Personally, I prefer using stored procedures, or saved parameter queries
as they are known in Access:

Access:
http://www.google.com/groups?hl=en&lr=&ie=UTF-8&oe=UTF-8&[email protected]

http://groups.google.com/groups?hl=...=1&[email protected]

SQL Server:
http://groups.google.com/group/microsoft.public.inetserver.asp.general/msg/5d3c9d4409dc1701?hl=en

 

[bcap]

Thank you Bob!

Here is what my query looks like when doing the Response.Write. It
does run when I copy and paste it into Access to do the query. What
appears to be the problem is it is not looping past the first record
for some reason ...

UPDATE DetailRecs SET
CongratsLetDt='07/04/09',dshipmentdate='08/04/09',ShipRefNo='',Status='1'
WHERE DID =37162887

Here is the error message I get:

Microsoft VBScript runtime error '800a0009'

Subscript out of range: '1'

index.asp, line 148

Line 148 in my earlier query is: sql_update = sql_update & "Status='"
& StatusA(id) & "'"


Sincere Thanks!

 

[Bob Barrows]

Thank you Bob!

Here is what my query looks like when doing the Response.Write. It
does run when I copy and paste it into Access to do the query. What
appears to be the problem is it is not looping past the first record
for some reason ...

Now see?

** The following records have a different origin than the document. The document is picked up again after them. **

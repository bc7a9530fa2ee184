//! HTTP plumbing shared by every agency adapter and backend client.
//!
//! One [`HttpClient`] abstraction, composable auth decorators, and a single
//! retry/timeout [`RequestPolicy`] so no call site grows its own ad hoc
//! wrapper.

mod auth;
mod basic;
mod client;
mod policy;

pub use auth::{HeaderAuth, QueryAuth};
pub use basic::BasicClient;
pub use client::HttpClient;
pub use policy::{FetchError, RequestPolicy};

use reqwest::Method;
use serde::de::DeserializeOwned;
use tracing::{debug, warn};

/// Issues a GET for `url` under `policy` and returns the response body.
///
/// Timeouts, transport errors, and 5xx responses are retried up to
/// `policy.retries` extra attempts with doubling backoff; 4xx responses are
/// not, since a rejected request does not get better on its own.
#[tracing::instrument(skip(client, policy), fields(url))]
pub async fn fetch_bytes<C: HttpClient + ?Sized>(
    client: &C,
    url: &str,
    policy: &RequestPolicy,
) -> Result<Vec<u8>, FetchError> {
    let mut wait = policy.backoff;
    let mut attempt: u32 = 0;

    loop {
        let outcome = match tokio::time::timeout(policy.timeout, attempt_get(client, url)).await {
            Ok(result) => result,
            Err(_) => Err(FetchError::Timeout(policy.timeout)),
        };

        match outcome {
            Ok(bytes) => {
                debug!(bytes = bytes.len(), attempt, "Upstream response received");
                return Ok(bytes);
            }
            Err(err) if err.is_retryable() && attempt < policy.retries => {
                attempt += 1;
                warn!(error = %err, attempt, backoff_ms = wait.as_millis() as u64, "Retrying upstream request");
                tokio::time::sleep(wait).await;
                wait *= 2;
            }
            Err(err) => return Err(err),
        }
    }
}

/// [`fetch_bytes`] followed by a JSON decode into `T`.
pub async fn fetch_json<T: DeserializeOwned, C: HttpClient + ?Sized>(
    client: &C,
    url: &str,
    policy: &RequestPolicy,
) -> Result<T, FetchError> {
    let bytes = fetch_bytes(client, url, policy).await?;
    serde_json::from_slice(&bytes).map_err(FetchError::Decode)
}

async fn attempt_get<C: HttpClient + ?Sized>(client: &C, url: &str) -> Result<Vec<u8>, FetchError> {
    let parsed = url
        .parse()
        .map_err(|_| FetchError::InvalidUrl(url.to_string()))?;
    let req = reqwest::Request::new(Method::GET, parsed);

    let resp = client.execute(req).await?;
    let status = resp.status();
    if !status.is_success() {
        let body = resp.text().await.unwrap_or_default();
        return Err(FetchError::Status {
            status: status.as_u16(),
            body: truncate(&body, 512),
        });
    }

    Ok(resp.bytes().await?.to_vec())
}

fn truncate(s: &str, max: usize) -> String {
    if s.len() <= max {
        return s.to_string();
    }
    let mut end = max;
    while !s.is_char_boundary(end) {
        end -= 1;
    }
    s[..end].to_string()
}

Simply showing us the error message would have kept me from
focussing on irrelevencies (you should still address the issues I
raised)

Here is the error message I get:

Microsoft VBScript runtime error '800a0009'

Subscript out of range: '1'

index.asp, line 148

Line 148 in my earlier query is: sql_update = sql_update & "Status='"
& StatusA(id) & "'"

Well, if that is really line 148, then it seems that the StatusA array
(I'm not really sure it is an array, btw) only contains a single
element. You're expecting it to contain as many elements as contained in
the DID array?
So let's look at the code where you defined the array:

StatusA = Split("0",",")

Hmmm, what do you think the purpose of the split function is? Are you
trying to create an array with 3 elements, the first containing 0, and
the others containing empty strings? If so, you should be using the
Array() function, not the Split() function. Split() is used to break up
a string containing multiple characters, putting the resulting
substrings into an array.
s = "break this up"
ar = split(a, " ")
ar now contains 3 elements, each containing one of the words.

Your statement above, since the string to be split only contains a
single character ("0") causes a single-element array to be created. I
think you wanted to say:
StatusA=Array("0",",")

But this is fraught with danger as well. How are you guaranteeing that
the DID array will only ever contain 3 elements?